───── STORED DATA
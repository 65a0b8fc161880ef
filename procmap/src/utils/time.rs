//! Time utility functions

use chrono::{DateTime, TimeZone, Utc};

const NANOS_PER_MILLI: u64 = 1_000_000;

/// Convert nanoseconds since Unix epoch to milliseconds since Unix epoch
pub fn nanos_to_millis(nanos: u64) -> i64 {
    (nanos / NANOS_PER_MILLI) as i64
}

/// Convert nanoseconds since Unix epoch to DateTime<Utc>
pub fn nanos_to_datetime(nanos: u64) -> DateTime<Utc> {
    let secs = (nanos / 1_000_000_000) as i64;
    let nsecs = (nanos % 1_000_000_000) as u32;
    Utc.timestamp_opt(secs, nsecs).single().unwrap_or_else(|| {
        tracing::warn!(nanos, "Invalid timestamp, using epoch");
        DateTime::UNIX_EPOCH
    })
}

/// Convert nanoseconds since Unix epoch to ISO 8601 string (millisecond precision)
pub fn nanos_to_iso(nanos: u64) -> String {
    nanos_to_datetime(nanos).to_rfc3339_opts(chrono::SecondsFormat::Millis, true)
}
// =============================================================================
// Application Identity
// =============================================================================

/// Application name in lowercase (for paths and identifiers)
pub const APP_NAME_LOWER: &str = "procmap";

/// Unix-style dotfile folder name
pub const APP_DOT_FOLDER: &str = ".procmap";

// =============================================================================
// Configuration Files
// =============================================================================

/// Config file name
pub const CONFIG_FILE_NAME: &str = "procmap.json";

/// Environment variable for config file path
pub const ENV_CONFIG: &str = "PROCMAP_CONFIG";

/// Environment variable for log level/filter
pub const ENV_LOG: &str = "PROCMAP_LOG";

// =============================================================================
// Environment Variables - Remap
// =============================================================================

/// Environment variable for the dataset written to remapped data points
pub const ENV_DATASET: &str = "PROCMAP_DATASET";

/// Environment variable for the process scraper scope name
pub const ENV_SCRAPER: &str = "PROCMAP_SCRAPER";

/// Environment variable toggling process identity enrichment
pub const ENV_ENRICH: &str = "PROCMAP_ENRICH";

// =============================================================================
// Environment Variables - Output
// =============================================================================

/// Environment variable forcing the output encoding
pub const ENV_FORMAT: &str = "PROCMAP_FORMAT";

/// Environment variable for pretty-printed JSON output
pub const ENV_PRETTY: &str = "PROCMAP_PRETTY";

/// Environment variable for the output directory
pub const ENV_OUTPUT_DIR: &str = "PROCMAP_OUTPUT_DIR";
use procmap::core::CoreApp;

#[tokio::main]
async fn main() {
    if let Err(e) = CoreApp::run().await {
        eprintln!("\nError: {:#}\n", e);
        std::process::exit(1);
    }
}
──────────
EXERCISE REQUIREMENTS ->
The response should be an exact repeat of the data above.

RESULT FOR THIS TASK ->
repository 65a0b8fc161880ef
filename procmap/src/utils/time.rs
//! Time utility functions

use chrono::{DateTime, TimeZone, Utc};

const NANOS_PER_MILLI: u64 = 1_000_000;

/// Convert nanoseconds since Unix epoch to milliseconds since Unix epoch
pub fn nanos_to_millis(nanos: u64) -> i64 {
    (nanos / NANOS_PER_MILLI) as i64
}

/// Convert nanoseconds since Unix epoch to DateTime<Utc>
pub fn nanos_to_datetime(nanos: u64) -> DateTime<Utc> {
    let secs = (nanos / 1_000_000_000) as i64;
    let nsecs = (nanos % 1_000_000_000) as u32;
    Utc.timestamp_opt(secs, nsecs).single().unwrap_or_else(|| {
        tracing::warn!(nanos, "Invalid timestamp, using epoch");
        DateTime::UNIX_EPOCH
    })
}

/// Convert nanoseconds since Unix epoch to ISO 8601 string (millisecond precision)
pub fn nanos_to_iso(nanos: u64) -> String {
    nanos_to_datetime(nanos).to_rfc3339_opts(chrono::SecondsFormat::Millis, true)
}
// =============================================================================
// Application Identity
// =============================================================================

/// Application name in lowercase (for paths and identifiers)
pub const APP_NAME_LOWER: &str = "procmap";

/// Unix-style dotfile folder name
pub const APP_DOT_FOLDER: &str = ".procmap";

// =============================================================================
// Configuration Files
// =============================================================================

/// Config file name
pub const CONFIG_FILE_NAME: &str = "procmap.json";

/// Environment variable for config file path
pub const ENV_CONFIG: &str = "PROCMAP_CONFIG";

/// Environment variable for log level/filter
pub const ENV_LOG: &str = "PROCMAP_LOG";

// =============================================================================
// Environment Variables - Remap
// =============================================================================

/// Environment variable for the dataset written to remapped data points
pub const ENV_DATASET: &str = "PROCMAP_DATASET";

/// Environment variable for the process scraper scope name
pub const ENV_SCRAPER: &str = "PROCMAP_SCRAPER";

/// Environment variable toggling process identity enrichment
pub const ENV_ENRICH: &str = "PROCMAP_ENRICH";

// =============================================================================
// Environment Variables - Output
// =============================================================================

/// Environment variable forcing the output encoding
pub const ENV_FORMAT: &str = "PROCMAP_FORMAT";

/// Environment variable for pretty-printed JSON output
pub const ENV_PRETTY: &str = "PROCMAP_PRETTY";

/// Environment variable for the output directory
pub const ENV_OUTPUT_DIR: &str = "PROCMAP_OUTPUT_DIR";
use procmap::core::CoreApp;

#[tokio::main]
async fn main() {
    if let Err(e) = CoreApp::run().await {
        eprintln!("\nError: {:#}\n", e);
        std::process::exit(1);
    }
}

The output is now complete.